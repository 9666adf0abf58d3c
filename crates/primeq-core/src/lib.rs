mod error;
mod primality;
mod record;

pub use error::{RecordError, Result};
pub use primality::{is_probably_prime, is_probably_prime_with, mod_pow, DEFAULT_ROUNDS};
pub use record::{parse_value, RecordId, ResultRecord, WorkRecord};

/// Key prefix under which work records are namespaced in a record store.
pub const RECORD_KEY_PREFIX: &str = "record:";
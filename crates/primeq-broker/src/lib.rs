pub mod broker;
pub mod config;
pub mod metrics;
pub mod queue;

pub use broker::Broker;
pub use config::BrokerConfig;
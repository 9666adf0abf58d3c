use crate::queue::QueueHandle;
use crate::{ClientError, ConnectionTarget, Credentials, Endpoint, MqSettings, Result};
use primeq_protocol::{
    ConnectRequest, HandleId, Message, MessageCodec, OpenMode, OpenRequest, SessionId,
};

use futures::{SinkExt, StreamExt};
use parking_lot::Mutex;
use std::collections::HashSet;
use std::sync::Arc;
use std::time::Duration;
use tokio::net::TcpStream;
use tokio_util::codec::Framed;
use tracing::{debug, info, warn};

type Transport = Framed<TcpStream, MessageCodec>;

/// Owns connection parameters and produces sessions.
///
/// Each [`connect`](Self::connect) call is one attempt: endpoints are tried
/// in order, the first failure cause is surfaced and nothing is retried.
#[derive(Debug, Clone)]
pub struct ConnectionManager {
    target: ConnectionTarget,
    credentials: Credentials,
    client_name: String,
    connect_timeout: Duration,
    request_timeout: Duration,
}

impl ConnectionManager {
    pub fn new(target: ConnectionTarget, credentials: Credentials) -> Self {
        ConnectionManager {
            target,
            credentials,
            client_name: "primeq".to_string(),
            connect_timeout: Duration::from_secs(5),
            request_timeout: Duration::from_secs(10),
        }
    }

    pub fn from_settings(settings: &MqSettings) -> Result<Self> {
        let target = ConnectionTarget::from_settings(settings)?;
        let credentials = Credentials::new(settings.user.clone(), settings.password.clone());

        Ok(Self::new(target, credentials).with_timeouts(
            Duration::from_millis(settings.connect_timeout_ms),
            Duration::from_millis(settings.request_timeout_ms),
        ))
    }

    pub fn with_client_name(mut self, client_name: impl Into<String>) -> Self {
        self.client_name = client_name.into();
        self
    }

    pub fn with_timeouts(mut self, connect_timeout: Duration, request_timeout: Duration) -> Self {
        self.connect_timeout = connect_timeout;
        self.request_timeout = request_timeout;
        self
    }

    pub fn target(&self) -> &ConnectionTarget {
        &self.target
    }

    /// Establish an authenticated session
    pub async fn connect(&self) -> Result<Session> {
        let mut last_error = None;

        for endpoint in &self.target.endpoints {
            match self.connect_endpoint(endpoint).await {
                Ok(session) => {
                    info!(
                        "Session {} established with {} at {}",
                        session.id(),
                        self.target.queue_manager,
                        endpoint
                    );
                    return Ok(session);
                }
                Err(e @ ClientError::Rejected { .. }) => {
                    warn!("Connection to {} rejected: {}", endpoint, e);
                    return Err(e);
                }
                Err(e) => {
                    warn!("Connection to {} failed: {}", endpoint, e);
                    last_error = Some(e);
                }
            }
        }

        Err(last_error.unwrap_or_else(|| ClientError::InvalidTarget(self.target.to_string())))
    }

    /// Release a session and every handle it still owns
    pub async fn disconnect(&self, session: Session) -> Result<()> {
        session.disconnect().await
    }

    async fn connect_endpoint(&self, endpoint: &Endpoint) -> Result<Session> {
        let stream = tokio::time::timeout(
            self.connect_timeout,
            TcpStream::connect((endpoint.host.as_str(), endpoint.port)),
        )
        .await
        .map_err(|_| ClientError::Timeout(self.connect_timeout))?
        .map_err(|source| ClientError::Connection {
            endpoint: endpoint.to_string(),
            source,
        })?;

        let mut transport = Framed::new(stream, MessageCodec);

        let request = Message::Connect(ConnectRequest {
            queue_manager: self.target.queue_manager.clone(),
            channel: self.target.channel.clone(),
            user: self.credentials.user.clone(),
            password: self.credentials.password.clone(),
            client_name: self.client_name.clone(),
        });

        let reply = tokio::time::timeout(self.request_timeout, exchange(&mut transport, request))
            .await
            .map_err(|_| ClientError::Timeout(self.request_timeout))??;

        match reply {
            Message::Connected(session_id) => Ok(Session::new(
                session_id,
                transport,
                self.request_timeout,
            )),
            Message::Failure(failure) => Err(ClientError::Rejected {
                reason: failure.reason,
                detail: failure.detail,
            }),
            other => Err(ClientError::UnexpectedReply(other.message_type())),
        }
    }
}

async fn exchange(transport: &mut Transport, message: Message) -> Result<Message> {
    transport.send(message).await?;

    match transport.next().await {
        Some(Ok(reply)) => Ok(reply),
        Some(Err(e)) => Err(e.into()),
        None => Err(ClientError::ConnectionLost),
    }
}

/// State shared between a session and the queue handles it opened
pub(crate) struct SessionInner {
    id: SessionId,
    transport: tokio::sync::Mutex<Option<Transport>>,
    open_handles: Mutex<HashSet<HandleId>>,
    request_timeout: Duration,
}

impl SessionInner {
    pub(crate) fn id(&self) -> SessionId {
        self.id
    }

    pub(crate) fn request_timeout(&self) -> Duration {
        self.request_timeout
    }

    /// Send one request and wait for its reply.
    ///
    /// Any transport failure or missed deadline leaves the stream in an
    /// unknown position, so the connection is dropped and the session closed.
    pub(crate) async fn request(&self, message: Message, deadline: Duration) -> Result<Message> {
        let mut guard = self.transport.lock().await;
        let transport = guard.as_mut().ok_or(ClientError::SessionClosed)?;

        let outcome = tokio::time::timeout(deadline, exchange(transport, message)).await;
        match outcome {
            Ok(Ok(reply)) => Ok(reply),
            Ok(Err(e)) => {
                *guard = None;
                Err(e)
            }
            Err(_) => {
                *guard = None;
                Err(ClientError::Timeout(deadline))
            }
        }
    }

    pub(crate) fn forget_handle(&self, handle: HandleId) {
        self.open_handles.lock().remove(&handle);
    }

    async fn is_connected(&self) -> bool {
        self.transport.lock().await.is_some()
    }
}

/// One authenticated connection to a queue manager.
///
/// Handles opened from a session stay bound to it; once the session is
/// disconnected every operation on them fails with [`ClientError::SessionClosed`].
pub struct Session {
    inner: Arc<SessionInner>,
}

impl Session {
    fn new(id: SessionId, transport: Transport, request_timeout: Duration) -> Self {
        Session {
            inner: Arc::new(SessionInner {
                id,
                transport: tokio::sync::Mutex::new(Some(transport)),
                open_handles: Mutex::new(HashSet::new()),
                request_timeout,
            }),
        }
    }

    pub fn id(&self) -> SessionId {
        self.inner.id
    }

    pub async fn is_connected(&self) -> bool {
        self.inner.is_connected().await
    }

    /// Number of handles opened and not yet closed
    pub fn open_handle_count(&self) -> usize {
        self.inner.open_handles.lock().len()
    }

    /// Open a queue in the given mode
    pub async fn open(&self, queue: &str, mode: OpenMode) -> Result<QueueHandle> {
        let request = Message::Open(OpenRequest {
            queue: queue.to_string(),
            mode,
        });

        match self.inner.request(request, self.inner.request_timeout).await? {
            Message::Opened(handle) => {
                self.inner.open_handles.lock().insert(handle);
                debug!("Opened {} for {} as handle {}", queue, mode, handle);
                Ok(QueueHandle::new(self.inner.clone(), handle, queue.to_string(), mode))
            }
            Message::Failure(failure) => Err(ClientError::Open {
                queue: queue.to_string(),
                reason: failure.reason,
                detail: failure.detail,
            }),
            other => Err(ClientError::UnexpectedReply(other.message_type())),
        }
    }

    /// Close remaining handles and end the session.
    ///
    /// Handle close failures are logged and do not stop the disconnect.
    pub async fn disconnect(self) -> Result<()> {
        let handles: Vec<HandleId> = self.inner.open_handles.lock().drain().collect();

        for handle in handles {
            if let Err(e) = self
                .inner
                .request(Message::Close(handle), self.inner.request_timeout)
                .await
            {
                debug!("Implicit close of handle {} failed: {}", handle, e);
            }
        }

        let result = match self
            .inner
            .request(Message::Disconnect, self.inner.request_timeout)
            .await
        {
            Ok(Message::Closed) | Err(ClientError::SessionClosed) => Ok(()),
            Ok(other) => Err(ClientError::UnexpectedReply(other.message_type())),
            Err(e) => Err(e),
        };

        *self.inner.transport.lock().await = None;
        info!("Session {} disconnected", self.inner.id);

        result
    }
}

impl std::fmt::Debug for Session {
    fn fmt(&self, f: &mut std::fmt::Formatter<'_>) -> std::fmt::Result {
        f.debug_struct("Session").field("id", &self.inner.id).finish()
    }
}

---*---

> [Task details]:
Your task is to gather all lines from the entries above that hold the word "OpenMode".

> [Answer to this problem]:
    ConnectRequest, HandleId, Message, MessageCodec, OpenMode, OpenRequest, SessionId,
    pub async fn open(&self, queue: &str, mode: OpenMode) -> Result<QueueHandle> {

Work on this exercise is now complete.